■ **WHAT IS BEING ASKED**: Look through the listing below and write out exactly the lines from the line with "fn hash_reader(path: &Path, hasher: &mut" to the line with "declared name is", both included, and no others.

■ **DATA FOR ANALYSIS**:

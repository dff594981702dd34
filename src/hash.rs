//! BLAKE3 content digests of bundle directories

use std::fs::File;
use std::io::{BufReader, Read};
use std::path::Path;

use blake3::Hasher;
use walkdir::WalkDir;

use crate::error::{self, Result};

/// Hash prefix for BLAKE3 digests
pub const HASH_PREFIX: &str = "blake3:";

fn hash_reader(path: &Path, hasher: &mut Hasher) -> Result<()> {
    let file = File::open(path)
        .map_err(|e| error::fs::read_failed(path.display().to_string(), e.to_string()))?;
    let mut reader = BufReader::new(file);
    let mut buffer = [0u8; 8192];

    loop {
        let bytes_read = reader
            .read(&mut buffer)
            .map_err(|e| error::fs::read_failed(path.display().to_string(), e.to_string()))?;
        if bytes_read == 0 {
            break;
        }
        hasher.update(&buffer[..bytes_read]);
    }
    Ok(())
}

/// Digest of every file below `path`
///
/// Files are visited sorted by relative path, and each contributes its path
/// and its contents, so renames change the digest too. Hidden files are
/// skipped.
pub fn hash_directory(path: &Path) -> Result<String> {
    if !path.is_dir() {
        return Err(error::fs::not_found(path.display().to_string()));
    }

    let mut files: Vec<_> = WalkDir::new(path)
        .into_iter()
        .filter_map(std::result::Result::ok)
        .filter(|e| e.file_type().is_file())
        .filter(|e| !e.file_name().to_string_lossy().starts_with('.'))
        .collect();
    files.sort_by_key(|e| e.path().to_path_buf());

    let mut hasher = Hasher::new();
    for entry in files {
        let file_path = entry.path();
        let relative_path = file_path
            .strip_prefix(path)
            .unwrap_or(file_path)
            .to_string_lossy()
            .replace('\\', "/");
        hasher.update(relative_path.as_bytes());
        hasher.update(b"\0");
        hash_reader(file_path, &mut hasher)?;
        hasher.update(b"\0");
    }

    Ok(format!("{}{}", HASH_PREFIX, hasher.finalize().to_hex()))
}
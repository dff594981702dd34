//! Trusted certificates
//!
//! Issuer and serial number identify a certificate; the declared name is
//! informational. A certificate already on the target under another name is
//! reused as it is.

use super::StageRun;
use super::execute::Creation;
use crate::domain::{EntityCategory, MappingAction};
use crate::error::Result;
use crate::management::{EntityPayload, Selector};

const CATEGORY: EntityCategory = EntityCategory::TrustedCertificate;

pub(crate) fn install(run: &mut StageRun<'_>) -> Result<()> {
    let contents = run.contents;
    for cert in &contents.certificates {
        match run.ctx().mapping().action(CATEGORY, &[&cert.id]) {
            Some(MappingAction::Ignore | MappingAction::Delete) => {
                tracing::debug!(certificate = %cert.name, "skipped by mapping");
                continue;
            }
            Some(MappingAction::UseExisting(target)) => {
                run.ids.record_id(&cert.id, target);
                run.result.record_reused(CATEGORY, &cert.name);
                continue;
            }
            None => {}
        }

        let existing = run.remote.find(
            CATEGORY,
            Selector::IssuerSerial {
                issuer: cert.issuer.clone(),
                serial: cert.serial.clone(),
            },
        )?;
        if let Some(found) = existing {
            if found.name != cert.name {
                tracing::debug!(declared = %cert.name, existing = %found.name, "certificate exists under another name");
            }
            run.ids.record_id(&cert.id, &found.id);
            run.result.record_reused(CATEGORY, &cert.name);
            continue;
        }

        let payload = EntityPayload::TrustedCertificate {
            name: cert.name.clone(),
            issuer: cert.issuer.clone(),
            serial: cert.serial.clone(),
            pem: cert.pem.clone(),
        };
        match run.remote.create(payload, &cert.name)? {
            Creation::Created(summary) => {
                run.ids.record_id(&cert.id, &summary.id);
                run.result.record_created(CATEGORY, &cert.name);
            }
            Creation::Existing(summary) => {
                run.ids.record_id(&cert.id, &summary.id);
                run.result.record_reused(CATEGORY, &cert.name);
            }
        }
    }
    Ok(())
}
//! List command implementation
//!
//! This command lists every bundle found below the bundles directory with
//! its version and display name.

use std::path::PathBuf;

use crate::cli::ListArgs;
use crate::config::InstallerConfig;
use crate::error::Result;
use crate::resolver::{BundleResolver, DirectoryBundleResolver};
use crate::ui::display::display_bundle_list;

/// Run list command
pub fn run(config: Option<PathBuf>, args: ListArgs) -> Result<()> {
    let config = InstallerConfig::discover(config.as_deref())?.overridden_by(InstallerConfig {
        bundles_dir: args.bundles_dir,
        ..InstallerConfig::default()
    });

    let resolver = DirectoryBundleResolver::open(&config.bundles_dir())?;
    display_bundle_list(&resolver.get_result_list());
    Ok(())
}
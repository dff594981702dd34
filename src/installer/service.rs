//! Published services
//!
//! A service is identified by its resolution URI, which receives the prefix
//! as a leading path segment. Services without a URI cannot be matched
//! against the target and are always created.

use super::StageRun;
use super::execute::Creation;
use super::resolution::{Owner, PolicyIncludes};
use crate::domain::{EntityCategory, MappingAction};
use crate::error::Result;
use crate::identifiers::prefix::{prefixed_name, prefixed_uri};
use crate::management::{EntityPayload, Selector};

const CATEGORY: EntityCategory = EntityCategory::Service;

pub(crate) fn install(run: &mut StageRun<'_>) -> Result<()> {
    let contents = run.contents;
    for service in &contents.services {
        let ctx = run.ctx();
        match ctx.mapping().action(CATEGORY, &[&service.id]) {
            Some(MappingAction::Ignore | MappingAction::Delete) => {
                tracing::debug!(service = %service.name, "skipped by mapping");
                continue;
            }
            Some(MappingAction::UseExisting(target)) => {
                run.ids.record_id(&service.id, target);
                run.result.record_reused(CATEGORY, &service.name);
                continue;
            }
            None => {}
        }

        let name = prefixed_name(ctx.prefix(), &service.name);
        let uri = service
            .uri
            .as_deref()
            .map(|uri| prefixed_uri(ctx.prefix(), uri));
        let owner = Owner {
            category: CATEGORY,
            name: &name,
        };
        let body = run.prepare_body(owner, &service.body, PolicyIncludes::Installed)?;

        match &uri {
            Some(uri) => {
                let existing = run
                    .remote
                    .find(CATEGORY, Selector::ResolutionUri { uri: uri.clone() })?;
                if let Some(found) = existing {
                    tracing::debug!(service = %name, %uri, id = %found.id, "service exists");
                    run.ids.record_id(&service.id, &found.id);
                    run.result.record_reused(CATEGORY, &name);
                    continue;
                }
            }
            None => {
                tracing::info!(service = %name, "service has no resolution URI, creating without a duplicate check");
            }
        }

        let folder_id = run.folder_id(&service.folder, owner)?;
        let payload = EntityPayload::Service {
            name: name.clone(),
            folder_id,
            uri,
            policy: body,
        };
        match run.remote.create(payload, &name)? {
            Creation::Created(summary) => {
                run.ids.record_id(&service.id, &summary.id);
                run.result.record_created(CATEGORY, &name);
                run.remote
                    .set_version_comment(CATEGORY, &summary.id, &name)?;
            }
            Creation::Existing(summary) => {
                run.ids.record_id(&service.id, &summary.id);
                run.result.record_reused(CATEGORY, &name);
            }
        }
    }
    Ok(())
}
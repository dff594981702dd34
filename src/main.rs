//! gatebundle - declarative configuration bundle installer
//!
//! Installs bundles of folders, trusted certificates, encapsulated assertions,
//! policies and services onto a gateway through its management protocol,
//! reusing entities the gateway already holds and rewriting references to
//! the identifiers it assigns.

use clap::Parser;

mod cli;
mod commands;
mod config;
mod domain;
mod error;
mod hash;
mod identifiers;
mod installer;
mod logging;
mod management;
mod references;
mod resolver;
mod ui;

#[cfg(test)]
mod test_fixtures;

use cli::{Cli, Commands};
use error::GatebundleError;

/// Exit code of an install stopped by its deadline
const EXIT_CANCELLED: i32 = 2;

fn exit_code(error: &GatebundleError) -> i32 {
    if error.is_cancellation() {
        EXIT_CANCELLED
    } else {
        1
    }
}

fn main() {
    let cli = Cli::parse();
    logging::init(cli.verbose);

    let result = match cli.command {
        Commands::Install(args) => commands::install::run(cli.config, args),
        Commands::List(args) => commands::list::run(cli.config, args),
        Commands::Show(args) => commands::show::run(cli.config, args),
        Commands::Version => commands::version::run(),
        Commands::Completions(args) => commands::completions::run(args),
    };

    if let Err(e) = result {
        eprintln!("Error: {}", e);
        std::process::exit(exit_code(&e));
    }
}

■ **SOLUTION FOR THIS TASK**:
fn hash_reader(path: &Path, hasher: &mut Hasher) -> Result<()> {
    let file = File::open(path)
        .map_err(|e| error::fs::read_failed(path.display().to_string(), e.to_string()))?;
    let mut reader = BufReader::new(file);
    let mut buffer = [0u8; 8192];

    loop {
        let bytes_read = reader
            .read(&mut buffer)
            .map_err(|e| error::fs::read_failed(path.display().to_string(), e.to_string()))?;
        if bytes_read == 0 {
            break;
        }
        hasher.update(&buffer[..bytes_read]);
    }
    Ok(())
}

/// Digest of every file below `path`
///
/// Files are visited sorted by relative path, and each contributes its path
/// and its contents, so renames change the digest too. Hidden files are
/// skipped.
pub fn hash_directory(path: &Path) -> Result<String> {
    if !path.is_dir() {
        return Err(error::fs::not_found(path.display().to_string()));
    }

    let mut files: Vec<_> = WalkDir::new(path)
        .into_iter()
        .filter_map(std::result::Result::ok)
        .filter(|e| e.file_type().is_file())
        .filter(|e| !e.file_name().to_string_lossy().starts_with('.'))
        .collect();
    files.sort_by_key(|e| e.path().to_path_buf());

    let mut hasher = Hasher::new();
    for entry in files {
        let file_path = entry.path();
        let relative_path = file_path
            .strip_prefix(path)
            .unwrap_or(file_path)
            .to_string_lossy()
            .replace('\\', "/");
        hasher.update(relative_path.as_bytes());
        hasher.update(b"\0");
        hash_reader(file_path, &mut hasher)?;
        hasher.update(b"\0");
    }

    Ok(format!("{}{}", HASH_PREFIX, hasher.finalize().to_hex()))
}
repository dff594981702dd34
//! Trusted certificates
//!
//! Issuer and serial number identify a certificate; the declared name is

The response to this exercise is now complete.